__INSTRUCTIONS TO FOLLOW__. Please reproduce the data below exactly, from the first line through the line containing "not per route.", and leave every later line out.

(Data items)
use axum::{
    routing::{get, post},
    Router,
};

use crate::features::prompts::handlers::{self, PromptsState};

/// Admin routes for definition and version management. Authorization happens
/// inside each handler through the access gate, not per route.
pub fn admin_routes(state: PromptsState) -> Router {
    Router::new()
        .route(
            "/api/admin/prompts",
            post(handlers::create_definition).get(handlers::list_definitions),
        )
        .route(
            "/api/admin/prompts/{id}",
            get(handlers::get_definition).delete(handlers::delete_definition),
        )
        .route(
            "/api/admin/prompts/{id}/versions",
            post(handlers::add_version).get(handlers::list_for_editing),
        )
        .route(
            "/api/admin/prompts/{id}/versions/{ordinal}/activate",
            post(handlers::activate_version),
        )
        .route(
            "/api/admin/prompts/{id}/active-content",
            get(handlers::get_active_content),
        )
        .with_state(state)
}
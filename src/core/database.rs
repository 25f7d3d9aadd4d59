use crate::core::config::DatabaseConfig;
use sqlx::{postgres::PgPoolOptions, PgPool};
use std::time::Duration;

/// Build the connection pool and verify connectivity before the server
/// starts taking traffic.
pub async fn create_pool(config: &DatabaseConfig) -> Result<PgPool, sqlx::Error> {
    let pool = PgPoolOptions::new()
        .max_connections(config.max_connections)
        .min_connections(config.min_connections)
        .acquire_timeout(Duration::from_secs(config.acquire_timeout_secs))
        .idle_timeout(Duration::from_secs(config.idle_timeout_secs))
        .max_lifetime(Duration::from_secs(config.max_lifetime_secs))
        .connect(&config.url)
        .await?;

    sqlx::query("SELECT 1").execute(&pool).await?;

    Ok(pool)
}
use axum::{routing::post, Router};

use crate::features::access_gate::handlers::{self, GateState};

pub fn admin_routes(state: GateState) -> Router {
    Router::new()
        .route(
            "/api/admin/security/step-up/enroll",
            post(handlers::enroll_step_up),
        )
        .route(
            "/api/admin/security/step-up/confirm",
            post(handlers::confirm_step_up),
        )
        .with_state(state)
}
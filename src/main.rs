mod core;
mod features;
mod modules;
mod shared;

use crate::core::config::Config;
use crate::core::openapi::{ApiDoc, SwaggerInfoModifier};
use crate::core::{database, middleware};
use crate::features::access_gate::{routes as gate_routes, AccessGate, StepUpService};
use crate::features::access_gate::handlers::GateState;
use crate::features::audit::{routes as audit_routes, AuditService, PgAuditStore};
use crate::features::audit::handlers::AuditState;
use crate::features::auth::TokenService;
use crate::features::generation::{routes as generation_routes, AnthropicClient, GenerationService};
use crate::features::generation::handlers::GenerationState;
use crate::features::prompts::{routes as prompts_routes, PromptService};
use crate::features::prompts::handlers::PromptsState;
use crate::features::rate_limits::{InMemoryCounterStore, RateLimitService};
use crate::modules::vault::PromptVault;
use axum::{middleware::from_fn, Router};
use std::net::SocketAddr;
use std::sync::Arc;
use tower_http::request_id::{PropagateRequestIdLayer, SetRequestIdLayer};
use tower_http::trace::{DefaultOnRequest, DefaultOnResponse, TraceLayer};
use tracing::Level;
use tracing_subscriber::{layer::SubscriberExt, util::SubscriberInitExt};
use utoipa::Modify;
use utoipa::OpenApi;
use utoipa_swagger_ui::SwaggerUi;

fn main() -> anyhow::Result<()> {
    // Build Tokio runtime with configurable worker threads
    let worker_threads = std::env::var("TOKIO_WORKER_THREADS")
        .ok()
        .and_then(|s| s.parse().ok())
        .unwrap_or_else(|| {
            std::thread::available_parallelism()
                .map(|p| p.get())
                .unwrap_or(4)
        });

    let runtime = tokio::runtime::Builder::new_multi_thread()
        .worker_threads(worker_threads)
        .max_blocking_threads(worker_threads * 4)
        .enable_all()
        .build()?;

    runtime.block_on(async_main(worker_threads))
}

async fn async_main(worker_threads: usize) -> anyhow::Result<()> {
    // Load .env file BEFORE initializing logger so RUST_LOG is available
    let _ = dotenvy::dotenv();

    tracing_subscriber::registry()
        .with(
            tracing_subscriber::EnvFilter::try_from_default_env().unwrap_or_else(|_| "info".into()),
        )
        .with(tracing_subscriber::fmt::layer())
        .init();

    // Load configuration; weak security keys abort startup here
    let config = Config::from_env().map_err(|e| anyhow::anyhow!(e))?;

    let available_cpus = std::thread::available_parallelism()
        .map(|p| p.get())
        .unwrap_or(1);
    tracing::info!(
        "System info: available_cpus={}, tokio_worker_threads={}, pid={}",
        available_cpus,
        worker_threads,
        std::process::id()
    );

    tracing::info!("Configuration loaded successfully");

    // Create database connection pool
    let pool = database::create_pool(&config.database).await?;
    tracing::info!("Database connection pool created");

    // Run migrations automatically
    tracing::info!("Running database migrations...");
    sqlx::migrate!("./migrations")
        .run(&pool)
        .await
        .map_err(|e| anyhow::anyhow!("Migration failed: {}", e))?;
    tracing::info!("Database migrations completed successfully");

    // Session-token validation
    let token_service = Arc::new(TokenService::new(&config.auth));
    tracing::info!("Token service initialized");

    // Content vault; key derivation happens once here
    let vault = Arc::new(
        PromptVault::new(&config.vault)
            .map_err(|e| anyhow::anyhow!("Failed to initialize vault: {}", e))?,
    );
    tracing::info!("Content vault initialized");

    // Audit trail
    let audit_service = Arc::new(AuditService::new(Arc::new(PgAuditStore::new(pool.clone()))));
    tracing::info!("Audit service initialized");

    // Rate limiting: in-memory counters for a single node; the store is
    // injected so a shared counter store can replace it
    let rate_limit_service = Arc::new(RateLimitService::new(
        Arc::new(InMemoryCounterStore::new()),
        config.rate_limits.clone(),
    ));
    tracing::info!("Rate limit service initialized");

    // Step-up verification and the access gate in front of admin operations
    let step_up_service = Arc::new(StepUpService::new("Sofer Admin"));
    let access_gate = Arc::new(AccessGate::new(
        config.gate.clone(),
        Arc::clone(&audit_service),
        Arc::clone(&rate_limit_service),
        Arc::clone(&step_up_service),
    ));
    tracing::info!("Access gate initialized");

    // Version store
    let prompt_service = Arc::new(PromptService::new(pool.clone(), Arc::clone(&vault)));
    tracing::info!("Prompt service initialized");

    // Text-generation path
    let generator = Arc::new(AnthropicClient::new(&config.generation));
    let generation_service = Arc::new(GenerationService::new(
        Arc::clone(&prompt_service),
        generator,
        Arc::clone(&rate_limit_service),
        config.generation.clone(),
    ));
    tracing::info!("Generation service initialized");

    // Build application router with dynamic swagger config
    let swagger_modifier = SwaggerInfoModifier {
        title: config.swagger.title.clone(),
        version: config.swagger.version.clone(),
        description: config.swagger.description.clone(),
    };

    let mut openapi = ApiDoc::openapi();
    swagger_modifier.modify(&mut openapi);

    // Build swagger router
    let swagger = if let Some(credentials) = config.swagger.credentials() {
        tracing::info!("Swagger UI basic auth enabled");
        Router::new()
            .merge(SwaggerUi::new("/swagger-ui").url("/api-docs/openapi.json", openapi))
            .layer(from_fn(middleware::basic_auth_middleware(Arc::new(
                credentials,
            ))))
    } else {
        tracing::info!("Swagger UI basic auth disabled (no credentials configured)");
        Router::new().merge(SwaggerUi::new("/swagger-ui").url("/api-docs/openapi.json", openapi))
    };

    // Protected routes (require a bearer token)
    let protected_routes = Router::new()
        .merge(generation_routes::routes(GenerationState {
            service: Arc::clone(&generation_service),
        }))
        .merge(prompts_routes::admin_routes(PromptsState {
            service: Arc::clone(&prompt_service),
            gate: Arc::clone(&access_gate),
            audit: Arc::clone(&audit_service),
        }))
        .merge(audit_routes::admin_routes(AuditState {
            audit: Arc::clone(&audit_service),
            gate: Arc::clone(&access_gate),
        }))
        .merge(gate_routes::admin_routes(GateState {
            gate: Arc::clone(&access_gate),
            step_up: Arc::clone(&step_up_service),
            audit: Arc::clone(&audit_service),
        }))
        .route_layer(axum::middleware::from_fn_with_state(
            token_service.clone(),
            middleware::auth_middleware,
        ));

    // Simple health check endpoint (no auth required)
    async fn health_check() -> axum::http::StatusCode {
        axum::http::StatusCode::OK
    }
    let health_route = Router::new().route("/health", axum::routing::get(health_check));

    let app = Router::new()
        .merge(swagger)
        .merge(protected_routes)
        .merge(health_route)
        .layer(axum::middleware::from_fn_with_state(
            Arc::clone(&rate_limit_service),
            middleware::general_rate_limit_middleware,
        ))
        .layer(middleware::cors_layer(
            config.app.cors_allowed_origins.clone(),
        ))
        // Propagate X-Request-Id to response headers
        .layer(PropagateRequestIdLayer::x_request_id())
        .layer(
            TraceLayer::new_for_http()
                .make_span_with(middleware::MakeSpanWithRequestId)
                .on_request(DefaultOnRequest::new().level(Level::INFO))
                .on_response(DefaultOnResponse::new().level(Level::INFO)),
        )
        // Generate X-Request-Id using UUID v7 (or use client-provided one)
        .layer(SetRequestIdLayer::x_request_id(middleware::MakeRequestUuid));

    // Start server
    let addr = config.app.server_address();
    let socket_addr: SocketAddr = addr
        .parse()
        .map_err(|e| anyhow::anyhow!("Invalid address: {}", e))?;

    // Use socket2 for TCP listener configuration
    let socket = socket2::Socket::new(
        socket2::Domain::for_address(socket_addr),
        socket2::Type::STREAM,
        Some(socket2::Protocol::TCP),
    )?;

    socket.set_reuse_address(true)?;
    #[cfg(unix)]
    socket.set_reuse_port(true)?;
    socket.set_nodelay(true)?;

    socket.set_recv_buffer_size(256 * 1024)?;
    socket.set_send_buffer_size(256 * 1024)?;

    #[cfg(target_os = "linux")]
    {
        let keepalive = socket2::TcpKeepalive::new()
            .with_time(std::time::Duration::from_secs(60))
            .with_interval(std::time::Duration::from_secs(10))
            .with_retries(3);
        socket.set_tcp_keepalive(&keepalive)?;
    }
    #[cfg(not(target_os = "linux"))]
    {
        let keepalive = socket2::TcpKeepalive::new().with_time(std::time::Duration::from_secs(60));
        socket.set_tcp_keepalive(&keepalive)?;
    }

    socket.set_nonblocking(true)?;
    socket.bind(&socket_addr.into())?;
    socket.listen(65535)?;

    let listener = tokio::net::TcpListener::from_std(socket.into())?;
    tracing::info!("Server listening on {}", format!("http://{}", addr));
    tracing::info!(
        "Swagger UI available at {}",
        format!("http://{}/swagger-ui/", addr)
    );

    axum::serve(
        listener,
        app.into_make_service_with_connect_info::<SocketAddr>(),
    )
    .await?;

    Ok(())
}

__SOLVED PROBLEM__.
use axum::{
    routing::{get, post},
    Router,
};

use crate::features::prompts::handlers::{self, PromptsState};

/// Admin routes for definition and version management. Authorization happens
/// inside each handler through the access gate, not per route.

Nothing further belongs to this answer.